Quando chego em casa já passa das 2h.

Suspiro assim que adentro a sala, feliz por estar de volta e por minhas filhas e Isabela estarem em segurança aqui, e querendo loucamente esquecer o terror que foi essa noite. Já vi muita coisa horrível nesses anos sendo papiloscopista, mas não como hoje.

Hoje realmente se superou.

Guardo meus acessórios na gaveta da estante de livros e tiro os tênis, sentindo uma dor absurda no corpo inteiro. Parece que seguro nas costas todo o sofrimento dos parentes daquelas doze vítimas fatais, com idades entre seis a onze anos. E quem causou o acidente só teve alguns arranhões. O desgraçado que estava drogado e bêbado enquanto dirigia um bitrem com trinta metros e pesando cerca de setenta e três toneladas por estar carregado, só teve arranhões.

O culpado teve arranhões. E suas doze vítimas morreram na hora ou minutos depois, cobertas de machucados tanto por fora quanto por dentro.

Doze crianças; quatro delas arremessadas do ônibus por causa do impacto, duas presas nas ferragens e mais duas com hemorragia interna, três que tiveram alguma parte do corpo mutilada, e uma esmagada pelo ônibus depois de ter sido arremessada de dentro dele, sendo duas vítimas de todas essas com a idade da minha própria filha.

E o desgraçado que cheirou e encheu a cara antes de dirigir só teve leves escoriações. Puta que pariu!

Isso não é justo e jamais será.

Juro que nunca vou entender o porquê que esse tipo de coisa acontece. Nunca! Posso trabalhar como papiloscopista pelos próximos cinquenta anos e jamais vou entender.

–– Sebastian? –– E Isabela aparece à minha frente, parecendo bastante preocupada, com o cabelo solto e vestindo uma camisola branca que não esconde muito de seu corpo.

–– Oi –– respondo, cansado, mas vou até ela. A enlaço em meu corpo sem ter a intenção de soltá-la tão cedo. Como é bom sentir seu calor.

–– Você tá bem? –– pergunta, sua voz soa abafada por ela estar com o rosto grudado no meu peito. –– Sente fome?

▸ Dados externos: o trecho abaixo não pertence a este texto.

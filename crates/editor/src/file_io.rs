//! File checks performed before a document is opened.

use std::path::Path;

use anyhow::Result;

use crate::constants::MEGABYTE;

/// Reject files larger than `max_size` bytes.
///
/// Missing files and metadata errors pass; loading reports them.
pub(crate) fn check_file_size(path: &Path, max_size: u64) -> Result<()> {
    match std::fs::metadata(path) {
        Ok(metadata) if metadata.is_file() && metadata.len() > max_size => {
            anyhow::bail!(
                "File is too large to open ({:.1} MB, limit {} MB)",
                metadata.len() as f64 / MEGABYTE as f64,
                max_size / MEGABYTE
            )
        }
        Ok(_) => Ok(()),
        Err(e) => {
            log::debug!("Metadata check skipped for {}: {}", path.display(), e);
            Ok(())
        }
    }
}

/// Check if file is read-only.
pub(crate) fn is_file_readonly(path: &Path) -> bool {
    std::fs::metadata(path)
        .map(|m| m.permissions().readonly())
        .unwrap_or(false)
}

/// Extract filename from path for title display.
pub(crate) fn path_to_title(path: &Path) -> String {
    path.file_name()
        .map(|name| name.to_string_lossy().into_owned())
        .unwrap_or_else(|| path.display().to_string())
}
//! Frame rendering.
//!
//! Draws header, text area, footer, cursor glyph and the help overlay into a
//! ratatui [`Buffer`]. All cell writes are bounds-checked.

mod canvas;
mod cursor_renderer;
mod help;
mod text_area;

pub use help::help_lines;

use std::time::Instant;

use mirage_theme::Theme;
use ratatui::{buffer::Buffer, style::Style};

use crate::{
    constants::{APP_TITLE, KEY_HINTS, QUIT_WARNING},
    core::Editor,
    input::Mode,
    layout::FramePlan,
    status::Severity,
};

impl Editor {
    /// Draw the frame planned by [`Editor::prepare_frame`].
    pub fn render(&self, buf: &mut Buffer, plan: &FramePlan, theme: &Theme, now: Instant) {
        let layout = &plan.layout;
        let area = layout.area;

        for y in area.top()..area.bottom() {
            canvas::fill_row(buf, area.x, y, area.width, Style::default());
        }
        if layout.is_too_small() {
            return;
        }

        canvas::put_bar(buf, area.x, area.y, area.width, &self.header_text(), theme.header());
        text_area::render_text(buf, &self.document, plan, self.wrap_enabled, theme);

        let (footer, style) = self.footer_content(theme, now);
        canvas::put_bar(buf, area.x, layout.footer_y, area.width, &footer, style);

        cursor_renderer::render_cursor(buf, plan, theme);

        if self.mode == Mode::Help {
            help::render_help(buf, area, theme);
        }
    }

    /// Header: app name, file name, modified and wrap markers
    pub fn header_text(&self) -> String {
        let modified = if self.is_modified() { " [+]" } else { "" };
        let wrap = if self.wrap_enabled { " [W]" } else { "" };
        format!(" {} - {}{}{}", APP_TITLE, self.title(), modified, wrap)
    }

    /// Footer text and style: quit warning, status message, or key hints
    pub fn footer_content(&self, theme: &Theme, now: Instant) -> (String, Style) {
        if let Some(seconds) = self.quit_seconds_left(now) {
            return (format!(" {} ({}s)", QUIT_WARNING, seconds), theme.error());
        }

        match &self.status {
            Some(status) if status.frames_left() > 0 => {
                let style = match status.severity() {
                    Severity::Info => theme.info(),
                    Severity::Success => theme.success(),
                    Severity::Error => theme.error(),
                };
                (format!(" {}", status.text()), style)
            }
            _ => (KEY_HINTS.to_string(), theme.info()),
        }
    }
}
//! Cursor movement over logical lines.

use crate::core::Editor;

impl Editor {
    /// Bring the cursor back into the document.
    ///
    /// Runs before every frame and after every input, since line merges can
    /// leave the cursor past the end.
    pub fn clamp_cursor(&mut self) {
        let max_line = self.document.line_count().saturating_sub(1);
        self.cursor.line = self.cursor.line.min(max_line);
        self.clamp_column();
    }

    fn clamp_column(&mut self) {
        let len = self.document.line_len(self.cursor.line);
        self.cursor.clamp_column(len);
    }

    fn max_line(&self) -> usize {
        self.document.line_count().saturating_sub(1)
    }

    pub(crate) fn move_up(&mut self) {
        self.cursor.move_up(1);
        self.clamp_column();
    }

    pub(crate) fn move_down(&mut self) {
        self.cursor.move_down(1, self.max_line());
        self.clamp_column();
    }

    pub(crate) fn move_left(&mut self) {
        self.cursor.move_left();
        // Wrapping to the previous line leaves the column past its end
        self.clamp_column();
    }

    pub(crate) fn move_right(&mut self) {
        let len = self.document.line_len(self.cursor.line);
        self.cursor.move_right(len, self.max_line());
    }

    pub(crate) fn move_to_line_start(&mut self) {
        self.cursor.column = 0;
    }

    pub(crate) fn move_to_line_end(&mut self) {
        self.cursor.column = self.document.line_len(self.cursor.line);
    }
}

–– Não –– digo suavemente e sentindo o estômago se revolver só de pensar em comida. –– Eu só queria esquecer as últimas horas, Bela, foi terrível. Foi uma das piores noites de toda a minha vida.

–– Sinto muito. –– E Isabela me aperta mais contra seu peito. –– Sinto muito mesmo, Bash.

–– Só vou tomar um banho e já me deito com você –– prometo, finalmente soltando-a.

Ela assente e se encaminha de volta para meu quarto, palco de um dos melhores finais de semana que já tive (graças a ela).

Antes de entrar no banheiro abro a porta do quarto das meninas e as observo dormir por alguns segundos. Realmente agradeço a Deus por não serem elas duas daquelas doze vítimas que eu, Aurora e mais três outros peritos tivemos de coletar material genético e impressões digitais horas antes.

Doze crianças morreram. Meu Deus. Como alguém que viu tudo o que vi nessa noite conseguiria simplesmente dormir em paz agora?

Sei que ainda não processei todo o acontecimento direito e que o choque emocional vai chegar com força qualquer hora, talvez pela manhã, se eu estiver com sorte. Não foi o primeiro acidente grave que presenciei, claro, mas foi um dos piores com certeza, assim como o acidente aéreo que tirou a vida do pai de Isabela, poucos anos antes.

Solto mais um suspiro, voltando a fechar a porta do quarto de Rebeca e de Gabriela, que dormem tranquilamente.

Procuro não me demorar no banho. Escovo os dentes, lavo o cabelo, massageio os ombros e alongo os braços debaixo da água morna, orando em silêncio pelas doze crianças que perderam a vida nesse acidente. Que todas elas encontrem paz.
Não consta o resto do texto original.